* **Exercise goal**
Quote exactly and only this range of lines in the data below: the line that holds "info, debug, trace)" to the line that holds "spawn the exporter", both included.

* **Recorded information**
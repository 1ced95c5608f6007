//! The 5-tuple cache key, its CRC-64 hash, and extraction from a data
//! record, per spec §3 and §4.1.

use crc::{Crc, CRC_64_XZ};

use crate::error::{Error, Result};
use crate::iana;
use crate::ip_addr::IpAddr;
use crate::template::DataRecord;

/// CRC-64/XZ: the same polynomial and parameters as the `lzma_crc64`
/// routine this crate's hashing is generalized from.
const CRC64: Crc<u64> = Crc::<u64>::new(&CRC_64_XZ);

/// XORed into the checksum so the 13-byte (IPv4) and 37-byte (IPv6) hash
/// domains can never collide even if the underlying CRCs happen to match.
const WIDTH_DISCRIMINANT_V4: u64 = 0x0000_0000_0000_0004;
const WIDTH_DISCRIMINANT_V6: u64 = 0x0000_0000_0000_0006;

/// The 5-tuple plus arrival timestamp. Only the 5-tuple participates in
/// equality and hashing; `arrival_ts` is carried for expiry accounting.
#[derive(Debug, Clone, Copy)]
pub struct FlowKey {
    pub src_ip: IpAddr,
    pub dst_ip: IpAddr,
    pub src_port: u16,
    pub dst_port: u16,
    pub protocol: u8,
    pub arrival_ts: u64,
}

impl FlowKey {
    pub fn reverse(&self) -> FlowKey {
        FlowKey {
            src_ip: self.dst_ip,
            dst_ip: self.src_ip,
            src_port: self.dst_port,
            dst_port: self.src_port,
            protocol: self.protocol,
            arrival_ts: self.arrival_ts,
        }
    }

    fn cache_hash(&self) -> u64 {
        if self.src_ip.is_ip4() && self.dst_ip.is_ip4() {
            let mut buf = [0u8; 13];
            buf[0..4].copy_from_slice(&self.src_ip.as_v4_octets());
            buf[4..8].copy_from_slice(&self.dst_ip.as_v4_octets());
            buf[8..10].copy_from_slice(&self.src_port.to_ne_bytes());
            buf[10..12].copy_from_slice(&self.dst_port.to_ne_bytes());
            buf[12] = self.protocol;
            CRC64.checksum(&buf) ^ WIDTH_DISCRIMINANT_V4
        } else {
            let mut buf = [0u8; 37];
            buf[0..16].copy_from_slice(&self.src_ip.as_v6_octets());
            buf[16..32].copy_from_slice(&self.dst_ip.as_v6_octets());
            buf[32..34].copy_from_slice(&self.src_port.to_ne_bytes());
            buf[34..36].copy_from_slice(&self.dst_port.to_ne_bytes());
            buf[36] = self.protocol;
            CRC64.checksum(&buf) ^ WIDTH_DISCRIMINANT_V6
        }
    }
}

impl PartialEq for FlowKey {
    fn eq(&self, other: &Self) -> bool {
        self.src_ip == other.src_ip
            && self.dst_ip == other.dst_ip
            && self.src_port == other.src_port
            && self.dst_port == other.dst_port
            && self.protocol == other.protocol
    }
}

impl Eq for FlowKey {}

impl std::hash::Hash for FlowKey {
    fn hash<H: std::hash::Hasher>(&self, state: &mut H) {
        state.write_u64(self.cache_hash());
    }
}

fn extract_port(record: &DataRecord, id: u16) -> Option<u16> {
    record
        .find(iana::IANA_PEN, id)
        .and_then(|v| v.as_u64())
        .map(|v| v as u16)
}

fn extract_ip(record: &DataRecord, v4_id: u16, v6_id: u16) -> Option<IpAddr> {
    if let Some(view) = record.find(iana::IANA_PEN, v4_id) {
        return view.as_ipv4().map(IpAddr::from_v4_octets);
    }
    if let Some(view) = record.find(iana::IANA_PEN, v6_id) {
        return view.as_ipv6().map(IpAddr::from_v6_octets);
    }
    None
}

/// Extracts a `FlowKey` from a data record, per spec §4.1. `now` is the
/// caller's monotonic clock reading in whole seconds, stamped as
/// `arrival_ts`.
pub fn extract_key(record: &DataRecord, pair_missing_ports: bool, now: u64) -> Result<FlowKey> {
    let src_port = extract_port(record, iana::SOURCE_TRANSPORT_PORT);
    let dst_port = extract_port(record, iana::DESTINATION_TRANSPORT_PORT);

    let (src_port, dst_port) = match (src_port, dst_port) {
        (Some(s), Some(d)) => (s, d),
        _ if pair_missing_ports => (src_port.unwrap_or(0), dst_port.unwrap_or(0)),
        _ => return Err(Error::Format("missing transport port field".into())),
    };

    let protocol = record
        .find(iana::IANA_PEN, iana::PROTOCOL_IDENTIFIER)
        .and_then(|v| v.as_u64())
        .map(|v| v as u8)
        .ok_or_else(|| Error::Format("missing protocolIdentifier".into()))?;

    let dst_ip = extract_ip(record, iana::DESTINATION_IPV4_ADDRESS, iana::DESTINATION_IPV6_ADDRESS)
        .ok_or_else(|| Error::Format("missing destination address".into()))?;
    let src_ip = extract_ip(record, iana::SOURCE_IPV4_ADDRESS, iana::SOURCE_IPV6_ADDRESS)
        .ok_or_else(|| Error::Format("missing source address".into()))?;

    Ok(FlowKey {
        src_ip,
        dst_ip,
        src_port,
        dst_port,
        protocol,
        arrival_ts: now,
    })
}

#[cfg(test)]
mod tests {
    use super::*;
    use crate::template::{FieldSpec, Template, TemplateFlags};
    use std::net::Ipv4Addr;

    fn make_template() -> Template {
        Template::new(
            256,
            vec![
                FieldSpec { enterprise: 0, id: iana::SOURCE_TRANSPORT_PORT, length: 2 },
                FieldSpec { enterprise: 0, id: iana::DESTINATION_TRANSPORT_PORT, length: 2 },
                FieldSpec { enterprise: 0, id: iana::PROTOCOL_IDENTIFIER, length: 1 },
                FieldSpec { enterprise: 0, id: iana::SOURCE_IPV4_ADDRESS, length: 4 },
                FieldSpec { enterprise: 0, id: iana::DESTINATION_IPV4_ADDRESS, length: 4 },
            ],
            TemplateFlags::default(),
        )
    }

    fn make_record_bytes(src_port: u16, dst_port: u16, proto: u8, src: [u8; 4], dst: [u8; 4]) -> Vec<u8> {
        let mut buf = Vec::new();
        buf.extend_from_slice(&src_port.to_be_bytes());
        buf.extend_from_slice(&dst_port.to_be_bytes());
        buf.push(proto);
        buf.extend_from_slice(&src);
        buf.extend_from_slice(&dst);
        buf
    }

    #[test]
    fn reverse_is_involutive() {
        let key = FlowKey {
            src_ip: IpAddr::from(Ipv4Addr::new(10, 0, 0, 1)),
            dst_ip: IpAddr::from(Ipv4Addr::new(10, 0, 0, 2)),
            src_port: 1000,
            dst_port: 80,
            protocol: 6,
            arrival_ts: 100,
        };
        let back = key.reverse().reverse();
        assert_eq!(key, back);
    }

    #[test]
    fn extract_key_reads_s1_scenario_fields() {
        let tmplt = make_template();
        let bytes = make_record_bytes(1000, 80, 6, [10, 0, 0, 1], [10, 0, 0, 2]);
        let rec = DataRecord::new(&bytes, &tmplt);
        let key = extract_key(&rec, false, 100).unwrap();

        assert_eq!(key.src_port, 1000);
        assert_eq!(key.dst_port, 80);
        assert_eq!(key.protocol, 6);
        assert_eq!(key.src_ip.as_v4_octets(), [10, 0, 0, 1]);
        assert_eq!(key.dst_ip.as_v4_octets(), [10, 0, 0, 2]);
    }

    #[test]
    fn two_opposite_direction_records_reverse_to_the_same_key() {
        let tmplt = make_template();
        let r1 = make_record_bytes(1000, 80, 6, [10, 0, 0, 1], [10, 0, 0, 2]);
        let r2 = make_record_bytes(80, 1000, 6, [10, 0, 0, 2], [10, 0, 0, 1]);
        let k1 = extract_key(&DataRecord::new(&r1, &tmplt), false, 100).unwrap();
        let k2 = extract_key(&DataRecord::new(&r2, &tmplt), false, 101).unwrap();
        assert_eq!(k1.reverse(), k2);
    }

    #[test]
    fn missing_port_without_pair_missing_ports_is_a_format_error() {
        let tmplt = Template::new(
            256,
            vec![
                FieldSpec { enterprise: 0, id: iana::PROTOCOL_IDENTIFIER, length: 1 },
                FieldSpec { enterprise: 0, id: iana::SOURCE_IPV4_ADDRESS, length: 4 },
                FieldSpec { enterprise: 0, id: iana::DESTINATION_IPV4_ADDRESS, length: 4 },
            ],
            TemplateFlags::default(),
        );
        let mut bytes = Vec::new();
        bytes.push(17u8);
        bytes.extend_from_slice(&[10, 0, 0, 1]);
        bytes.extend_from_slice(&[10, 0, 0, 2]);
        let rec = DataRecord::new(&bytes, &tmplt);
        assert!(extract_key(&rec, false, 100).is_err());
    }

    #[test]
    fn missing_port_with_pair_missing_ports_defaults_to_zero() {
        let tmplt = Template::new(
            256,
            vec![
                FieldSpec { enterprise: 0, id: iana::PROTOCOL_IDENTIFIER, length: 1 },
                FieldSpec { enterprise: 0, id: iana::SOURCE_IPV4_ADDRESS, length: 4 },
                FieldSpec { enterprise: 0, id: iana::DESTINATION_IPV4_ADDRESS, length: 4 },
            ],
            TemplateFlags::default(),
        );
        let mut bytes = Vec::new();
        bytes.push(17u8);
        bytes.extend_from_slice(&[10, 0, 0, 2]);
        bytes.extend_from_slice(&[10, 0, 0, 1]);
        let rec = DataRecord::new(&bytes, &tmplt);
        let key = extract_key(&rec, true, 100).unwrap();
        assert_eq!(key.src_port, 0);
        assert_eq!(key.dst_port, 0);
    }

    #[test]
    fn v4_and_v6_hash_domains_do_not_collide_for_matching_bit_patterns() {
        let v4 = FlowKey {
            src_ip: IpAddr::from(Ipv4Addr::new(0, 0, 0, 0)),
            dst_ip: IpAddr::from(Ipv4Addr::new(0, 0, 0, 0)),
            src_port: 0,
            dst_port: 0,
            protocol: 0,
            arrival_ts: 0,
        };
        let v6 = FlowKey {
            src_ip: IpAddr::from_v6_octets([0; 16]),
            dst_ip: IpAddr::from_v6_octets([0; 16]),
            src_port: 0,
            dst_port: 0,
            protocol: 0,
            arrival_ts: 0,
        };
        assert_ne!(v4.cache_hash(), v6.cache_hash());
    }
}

* * *

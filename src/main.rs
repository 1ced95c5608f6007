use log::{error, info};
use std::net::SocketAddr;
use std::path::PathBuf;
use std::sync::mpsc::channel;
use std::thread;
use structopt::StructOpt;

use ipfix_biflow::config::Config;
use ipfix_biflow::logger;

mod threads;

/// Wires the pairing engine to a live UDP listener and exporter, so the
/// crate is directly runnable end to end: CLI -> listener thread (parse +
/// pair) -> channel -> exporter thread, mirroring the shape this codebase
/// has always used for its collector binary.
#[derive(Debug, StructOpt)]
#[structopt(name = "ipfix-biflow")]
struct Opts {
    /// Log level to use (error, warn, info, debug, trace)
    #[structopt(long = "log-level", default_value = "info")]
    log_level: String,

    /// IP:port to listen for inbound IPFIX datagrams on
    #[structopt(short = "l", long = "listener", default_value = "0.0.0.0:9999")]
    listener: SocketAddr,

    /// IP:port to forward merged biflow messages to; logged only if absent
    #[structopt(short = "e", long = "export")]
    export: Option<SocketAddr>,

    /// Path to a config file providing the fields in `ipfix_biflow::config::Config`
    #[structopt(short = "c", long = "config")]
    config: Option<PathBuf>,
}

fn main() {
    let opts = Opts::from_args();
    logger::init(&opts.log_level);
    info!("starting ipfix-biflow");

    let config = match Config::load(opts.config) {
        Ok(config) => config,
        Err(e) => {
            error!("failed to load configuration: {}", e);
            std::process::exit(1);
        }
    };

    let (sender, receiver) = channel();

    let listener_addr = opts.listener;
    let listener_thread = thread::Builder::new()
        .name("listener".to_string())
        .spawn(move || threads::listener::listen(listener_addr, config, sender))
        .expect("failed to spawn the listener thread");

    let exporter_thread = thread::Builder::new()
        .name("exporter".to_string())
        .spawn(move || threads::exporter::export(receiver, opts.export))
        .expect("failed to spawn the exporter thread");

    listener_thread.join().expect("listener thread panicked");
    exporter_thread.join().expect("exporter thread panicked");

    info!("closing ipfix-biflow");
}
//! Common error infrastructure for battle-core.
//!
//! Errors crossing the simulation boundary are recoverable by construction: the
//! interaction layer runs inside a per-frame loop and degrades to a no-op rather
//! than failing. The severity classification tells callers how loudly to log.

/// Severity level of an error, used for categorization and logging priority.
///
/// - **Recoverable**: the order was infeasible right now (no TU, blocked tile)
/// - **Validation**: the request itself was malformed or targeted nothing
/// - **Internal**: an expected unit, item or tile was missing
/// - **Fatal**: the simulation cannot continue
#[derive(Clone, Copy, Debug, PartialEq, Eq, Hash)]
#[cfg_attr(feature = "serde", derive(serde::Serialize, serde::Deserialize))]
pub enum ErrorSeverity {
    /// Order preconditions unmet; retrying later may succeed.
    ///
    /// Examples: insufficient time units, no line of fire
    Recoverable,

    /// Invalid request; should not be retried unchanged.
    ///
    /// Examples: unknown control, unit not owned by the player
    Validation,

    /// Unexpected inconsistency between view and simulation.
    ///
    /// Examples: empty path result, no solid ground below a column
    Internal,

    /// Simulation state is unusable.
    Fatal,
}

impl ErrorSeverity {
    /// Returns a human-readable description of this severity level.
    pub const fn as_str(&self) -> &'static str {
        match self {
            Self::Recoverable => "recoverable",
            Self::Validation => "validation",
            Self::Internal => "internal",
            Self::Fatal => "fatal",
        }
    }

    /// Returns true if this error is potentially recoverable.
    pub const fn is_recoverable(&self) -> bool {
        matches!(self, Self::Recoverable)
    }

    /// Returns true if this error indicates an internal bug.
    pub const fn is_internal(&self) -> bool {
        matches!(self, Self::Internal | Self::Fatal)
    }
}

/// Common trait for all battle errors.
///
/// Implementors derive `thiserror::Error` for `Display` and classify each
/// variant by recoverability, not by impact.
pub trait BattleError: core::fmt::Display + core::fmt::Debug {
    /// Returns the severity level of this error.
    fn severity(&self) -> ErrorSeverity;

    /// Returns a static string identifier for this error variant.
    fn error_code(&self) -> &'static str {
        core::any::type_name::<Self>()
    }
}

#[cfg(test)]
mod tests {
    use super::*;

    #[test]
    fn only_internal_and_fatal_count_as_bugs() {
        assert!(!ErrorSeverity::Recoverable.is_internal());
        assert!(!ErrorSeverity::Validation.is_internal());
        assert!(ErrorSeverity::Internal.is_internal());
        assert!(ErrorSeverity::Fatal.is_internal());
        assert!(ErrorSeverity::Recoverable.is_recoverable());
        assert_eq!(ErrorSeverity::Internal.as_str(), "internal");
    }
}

---

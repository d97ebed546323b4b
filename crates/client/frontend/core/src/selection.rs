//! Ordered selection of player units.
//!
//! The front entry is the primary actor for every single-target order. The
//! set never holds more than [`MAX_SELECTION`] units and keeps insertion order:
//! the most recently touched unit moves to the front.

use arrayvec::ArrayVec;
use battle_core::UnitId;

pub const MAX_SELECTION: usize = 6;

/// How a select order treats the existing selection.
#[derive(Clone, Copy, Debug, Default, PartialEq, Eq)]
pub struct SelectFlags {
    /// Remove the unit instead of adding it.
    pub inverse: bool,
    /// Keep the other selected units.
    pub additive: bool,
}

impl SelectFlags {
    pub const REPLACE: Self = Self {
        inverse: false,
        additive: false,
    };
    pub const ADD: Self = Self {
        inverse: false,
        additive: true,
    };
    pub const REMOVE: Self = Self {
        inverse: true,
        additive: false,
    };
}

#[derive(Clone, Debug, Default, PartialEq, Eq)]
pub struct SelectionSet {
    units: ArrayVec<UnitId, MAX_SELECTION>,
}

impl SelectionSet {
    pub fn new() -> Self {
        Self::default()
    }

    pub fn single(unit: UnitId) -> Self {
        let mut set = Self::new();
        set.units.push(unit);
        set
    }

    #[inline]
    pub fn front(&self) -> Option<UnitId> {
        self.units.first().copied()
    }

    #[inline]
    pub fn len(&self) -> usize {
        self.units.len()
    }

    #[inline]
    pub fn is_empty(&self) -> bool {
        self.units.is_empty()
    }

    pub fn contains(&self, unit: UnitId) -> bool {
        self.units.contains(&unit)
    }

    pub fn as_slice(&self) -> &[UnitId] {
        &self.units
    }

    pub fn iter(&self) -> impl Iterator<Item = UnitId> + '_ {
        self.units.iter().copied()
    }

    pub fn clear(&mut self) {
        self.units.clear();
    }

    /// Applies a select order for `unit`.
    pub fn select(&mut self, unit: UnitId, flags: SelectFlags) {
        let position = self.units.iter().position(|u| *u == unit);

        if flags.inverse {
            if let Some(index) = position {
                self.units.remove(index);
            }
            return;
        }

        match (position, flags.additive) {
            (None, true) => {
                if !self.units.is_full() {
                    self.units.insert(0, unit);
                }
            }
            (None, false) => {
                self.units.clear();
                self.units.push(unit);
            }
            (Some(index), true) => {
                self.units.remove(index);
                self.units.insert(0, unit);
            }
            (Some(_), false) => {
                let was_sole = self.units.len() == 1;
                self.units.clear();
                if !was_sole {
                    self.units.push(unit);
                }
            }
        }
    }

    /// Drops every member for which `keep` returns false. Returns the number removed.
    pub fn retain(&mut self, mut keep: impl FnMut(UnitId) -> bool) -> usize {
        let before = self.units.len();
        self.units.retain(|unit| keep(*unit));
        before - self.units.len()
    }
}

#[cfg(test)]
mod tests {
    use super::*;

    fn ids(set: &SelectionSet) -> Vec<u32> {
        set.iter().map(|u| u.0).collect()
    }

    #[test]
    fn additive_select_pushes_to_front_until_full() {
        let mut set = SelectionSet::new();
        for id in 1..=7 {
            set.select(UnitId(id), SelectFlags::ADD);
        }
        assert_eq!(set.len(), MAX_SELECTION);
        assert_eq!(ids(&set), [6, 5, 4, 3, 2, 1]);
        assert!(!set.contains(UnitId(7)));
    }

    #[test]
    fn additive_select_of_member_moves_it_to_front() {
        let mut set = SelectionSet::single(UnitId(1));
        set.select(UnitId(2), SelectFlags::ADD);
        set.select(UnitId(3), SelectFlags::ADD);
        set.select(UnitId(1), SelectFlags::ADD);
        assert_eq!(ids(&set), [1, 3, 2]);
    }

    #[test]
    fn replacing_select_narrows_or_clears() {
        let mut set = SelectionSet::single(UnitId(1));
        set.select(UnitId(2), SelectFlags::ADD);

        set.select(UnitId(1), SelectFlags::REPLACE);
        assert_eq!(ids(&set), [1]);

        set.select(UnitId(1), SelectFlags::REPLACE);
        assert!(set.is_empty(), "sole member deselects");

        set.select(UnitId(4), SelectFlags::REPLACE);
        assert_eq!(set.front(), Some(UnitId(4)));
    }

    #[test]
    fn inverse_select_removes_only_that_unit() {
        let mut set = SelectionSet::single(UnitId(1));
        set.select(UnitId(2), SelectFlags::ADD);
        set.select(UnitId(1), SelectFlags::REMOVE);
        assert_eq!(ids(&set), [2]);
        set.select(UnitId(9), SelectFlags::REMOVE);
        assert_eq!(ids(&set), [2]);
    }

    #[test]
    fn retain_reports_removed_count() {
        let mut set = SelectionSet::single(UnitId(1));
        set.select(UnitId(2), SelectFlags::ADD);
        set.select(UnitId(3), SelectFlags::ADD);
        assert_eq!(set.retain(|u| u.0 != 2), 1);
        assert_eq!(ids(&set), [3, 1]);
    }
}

* **Solution to this task**
    /// Log level to use (error, warn, info, debug, trace)
    #[structopt(long = "log-level", default_value = "info")]
    log_level: String,

    /// IP:port to listen for inbound IPFIX datagrams on
    #[structopt(short = "l", long = "listener", default_value = "0.0.0.0:9999")]
    listener: SocketAddr,

    /// IP:port to forward merged biflow messages to; logged only if absent
    #[structopt(short = "e", long = "export")]
    export: Option<SocketAddr>,

    /// Path to a config file providing the fields in `ipfix_biflow::config::Config`
    #[structopt(short = "c", long = "config")]
    config: Option<PathBuf>,
}

fn main() {
    let opts = Opts::from_args();
    logger::init(&opts.log_level);
    info!("starting ipfix-biflow");

    let config = match Config::load(opts.config) {
        Ok(config) => config,
        Err(e) => {
            error!("failed to load configuration: {}", e);
            std::process::exit(1);
        }
    };

    let (sender, receiver) = channel();

    let listener_addr = opts.listener;
    let listener_thread = thread::Builder::new()
        .name("listener".to_string())
        .spawn(move || threads::listener::listen(listener_addr, config, sender))
        .expect("failed to spawn the listener thread");

    let exporter_thread = thread::Builder::new()
        .name("exporter".to_string())
        .spawn(move || threads::exporter::export(receiver, opts.export))
        .expect("failed to spawn the exporter thread");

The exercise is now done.